5 июня 1916 года император Николай II санкционировал откомандирование 300 врачей выпуска этого года из числа ратников ополчения второго разряда в распоряжение Министерства внутренних дел для использования их в земствах, но с сохранением прав и преимуществ, установленных для врачей резерва. Булгаков еще в ноябре 1912 года при явке к исполнению воинской повинности был зачислен в ратники ополчения второго разряда по состоянию здоровья. Ранее, весной 1915 года, Булгаков хотел поступить на службу врачом в военно-морское ведомство, но был признан негодным по состоянию здоровья. 16 июля 1916 года он был определен «врачом резерва Московского окружного военно-санитарного управления» и откомандирован в распоряжение смоленского губернатора в числе 300 выпускников, призванных заменить земских врачей.
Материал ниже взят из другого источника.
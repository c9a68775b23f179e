//! WFD information element payload.
//!
//! Only the device information sub-element is produced. The supplicant
//! wraps the sub-elements into the vendor specific IE itself, so the bytes
//! built here are exactly what goes into its `WFDIEs` property.

use super::WfdDeviceType;

/// Default RTSP port used for session management.
pub const DEFAULT_CONTROL_PORT: u16 = 7236;

/// Default advertised maximum throughput in Mbps.
pub const DEFAULT_MAX_THROUGHPUT: u16 = 50;

const DEVICE_INFORMATION_ID: u8 = 0x00;
const DEVICE_INFORMATION_LENGTH: u16 = 6;
const SESSION_AVAILABLE_BIT: u16 = 1 << 4;

/// Content of the WFD device information sub-element.
#[derive(Debug, Clone, Copy, PartialEq, Eq)]
pub struct DeviceInformation {
    /// Advertised device type.
    pub device_type: WfdDeviceType,
    /// Whether new sessions are accepted.
    pub session_available: bool,
    /// RTSP control port.
    pub control_port: u16,
    /// Maximum throughput in Mbps.
    pub max_throughput: u16,
}

impl DeviceInformation {
    /// Build the sub-element content for the given type and availability.
    pub fn new(device_type: WfdDeviceType, session_available: bool) -> Self {
        Self {
            device_type,
            session_available,
            control_port: DEFAULT_CONTROL_PORT,
            max_throughput: DEFAULT_MAX_THROUGHPUT,
        }
    }

    /// Override the advertised RTSP port and throughput.
    pub fn with_limits(mut self, control_port: u16, max_throughput: u16) -> Self {
        self.control_port = control_port;
        self.max_throughput = max_throughput;
        self
    }

    /// Device information bitmap field.
    ///
    /// An undefined device type never advertises itself as available.
    pub fn bitmap(&self) -> u16 {
        let mut bitmap = self.device_type.wire_value();
        if self.session_available && self.device_type.is_usable() {
            bitmap |= SESSION_AVAILABLE_BIT;
        }
        bitmap
    }

    /// Serialize as a sub-element with all fields in network byte order.
    pub fn to_bytes(&self) -> Vec<u8> {
        let mut bytes = Vec::with_capacity(3 + DEVICE_INFORMATION_LENGTH as usize);
        bytes.push(DEVICE_INFORMATION_ID);
        bytes.extend_from_slice(&DEVICE_INFORMATION_LENGTH.to_be_bytes());
        bytes.extend_from_slice(&self.bitmap().to_be_bytes());
        bytes.extend_from_slice(&self.control_port.to_be_bytes());
        bytes.extend_from_slice(&self.max_throughput.to_be_bytes());
        bytes
    }
}
//! Sky model: catalog stars, line figures, and the in-memory store.
//!
//! This module defines what the engine draws from: the star catalog
//! (`StarRecord` keyed by `StarId`), constellation stick figures
//! (`LineFigure`, a list of `Segment`s of star ids), and the `Sky` store that
//! owns both maps for the lifetime of a session.
//!
//! Data flows into this layer once, from the host (JSON fetched from the
//! service). Nothing here is mutated after load; the projection and hit-test
//! layers read through `Catalog::resolve`, which hides entries whose
//! coordinates cannot be projected.

#[cfg(test)]
#[path = "sky_test.rs"]
mod sky_test;

use std::collections::{BTreeMap, HashMap};

use serde::{Deserialize, Serialize};

/// Opaque catalog identifier (e.g. a Hipparcos number as text).
pub type StarId = String;

/// One catalog star. Angles are in degrees.
#[derive(Debug, Clone, Copy, PartialEq, Serialize, Deserialize)]
#[serde(rename_all = "camelCase")]
pub struct StarRecord {
    /// Right ascension, `[0, 360)`.
    pub ra: f64,
    /// Declination, `[-90, 90]`.
    pub dec: f64,
    /// Apparent visual magnitude, if known.
    #[serde(default, skip_serializing_if = "Option::is_none")]
    pub magnitude: Option<f64>,
    /// B−V color index, if known.
    #[serde(default, skip_serializing_if = "Option::is_none")]
    pub color_index: Option<f64>,
}

impl StarRecord {
    #[must_use]
    pub fn new(ra: f64, dec: f64) -> Self {
        Self { ra, dec, magnitude: None, color_index: None }
    }

    /// Whether both coordinates are finite and can be projected.
    #[must_use]
    pub fn is_projectable(&self) -> bool {
        self.ra.is_finite() && self.dec.is_finite()
    }
}

/// An open polyline through catalog stars, in drawing order.
pub type Segment = Vec<StarId>;

/// A named stick figure: an ordered list of segments.
#[derive(Debug, Clone, Default, PartialEq, Eq, Serialize, Deserialize)]
#[serde(transparent)]
pub struct LineFigure {
    pub segments: Vec<Segment>,
}

impl LineFigure {
    #[must_use]
    pub fn new(segments: Vec<Segment>) -> Self {
        Self { segments }
    }

    /// Every star id referenced by the figure, in segment order, repeats included.
    pub fn star_ids(&self) -> impl Iterator<Item = &StarId> {
        self.segments.iter().flatten()
    }
}

/// Star catalog keyed by id.
#[derive(Debug, Clone, Default, Serialize, Deserialize)]
#[serde(transparent)]
pub struct Catalog {
    stars: HashMap<StarId, StarRecord>,
}

impl Catalog {
    #[must_use]
    pub fn new() -> Self {
        Self::default()
    }

    pub fn insert(&mut self, id: impl Into<StarId>, star: StarRecord) {
        self.stars.insert(id.into(), star);
    }

    /// Raw lookup, degenerate entries included.
    #[must_use]
    pub fn get(&self, id: &str) -> Option<&StarRecord> {
        self.stars.get(id)
    }

    /// Lookup for drawing: `None` for unknown ids and for entries with
    /// non-finite coordinates.
    #[must_use]
    pub fn resolve(&self, id: &str) -> Option<&StarRecord> {
        self.stars.get(id).filter(|star| star.is_projectable())
    }

    #[must_use]
    pub fn len(&self) -> usize {
        self.stars.len()
    }

    #[must_use]
    pub fn is_empty(&self) -> bool {
        self.stars.is_empty()
    }

    pub fn iter(&self) -> impl Iterator<Item = (&StarId, &StarRecord)> {
        self.stars.iter()
    }
}

impl FromIterator<(StarId, StarRecord)> for Catalog {
    fn from_iter<I: IntoIterator<Item = (StarId, StarRecord)>>(iter: I) -> Self {
        Self { stars: iter.into_iter().collect() }
    }
}

/// Figures keyed by name. Iteration is name-sorted.
#[derive(Debug, Clone, Default, Serialize, Deserialize)]
#[serde(transparent)]
pub struct FigureSet {
    figures: BTreeMap<String, LineFigure>,
}

impl FigureSet {
    #[must_use]
    pub fn new() -> Self {
        Self::default()
    }

    pub fn insert(&mut self, name: impl Into<String>, figure: LineFigure) {
        self.figures.insert(name.into(), figure);
    }

    #[must_use]
    pub fn get(&self, name: &str) -> Option<&LineFigure> {
        self.figures.get(name)
    }

    #[must_use]
    pub fn contains(&self, name: &str) -> bool {
        self.figures.contains_key(name)
    }

    /// Figure names in sorted order.
    pub fn names(&self) -> impl Iterator<Item = &str> {
        self.figures.keys().map(String::as_str)
    }

    #[must_use]
    pub fn len(&self) -> usize {
        self.figures.len()
    }

    #[must_use]
    pub fn is_empty(&self) -> bool {
        self.figures.is_empty()
    }

    pub fn iter(&self) -> impl Iterator<Item = (&str, &LineFigure)> {
        self.figures.iter().map(|(name, figure)| (name.as_str(), figure))
    }
}

impl FromIterator<(String, LineFigure)> for FigureSet {
    fn from_iter<I: IntoIterator<Item = (String, LineFigure)>>(iter: I) -> Self {
        Self { figures: iter.into_iter().collect() }
    }
}

/// Catalog and figures, loaded together and read-only afterwards.
#[derive(Debug, Clone, Default)]
pub struct Sky {
    pub catalog: Catalog,
    pub figures: FigureSet,
}

impl Sky {
    #[must_use]
    pub fn new(catalog: Catalog, figures: FigureSet) -> Self {
        Self { catalog, figures }
    }

    #[must_use]
    pub fn figure(&self, name: &str) -> Option<&LineFigure> {
        self.figures.get(name)
    }
}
Из Черновиц Булгаковы уехали в середине сентября. Т.Н. Лаппа свидетельствует: «Осенью (1916 г. — Б.С.) Михаила вызвали в Москву. В штабе решили, что на фронте нужны опытные тыловые врачи, а молодежь должна занять их место. Так мы попали в Смоленскую губернию. Сначала в Никольскую больницу Сычевского уезда, а с осени 1917-го — в город Вязьму — городскую уездную больницу, где Михаил проработал до февраля 1918 года».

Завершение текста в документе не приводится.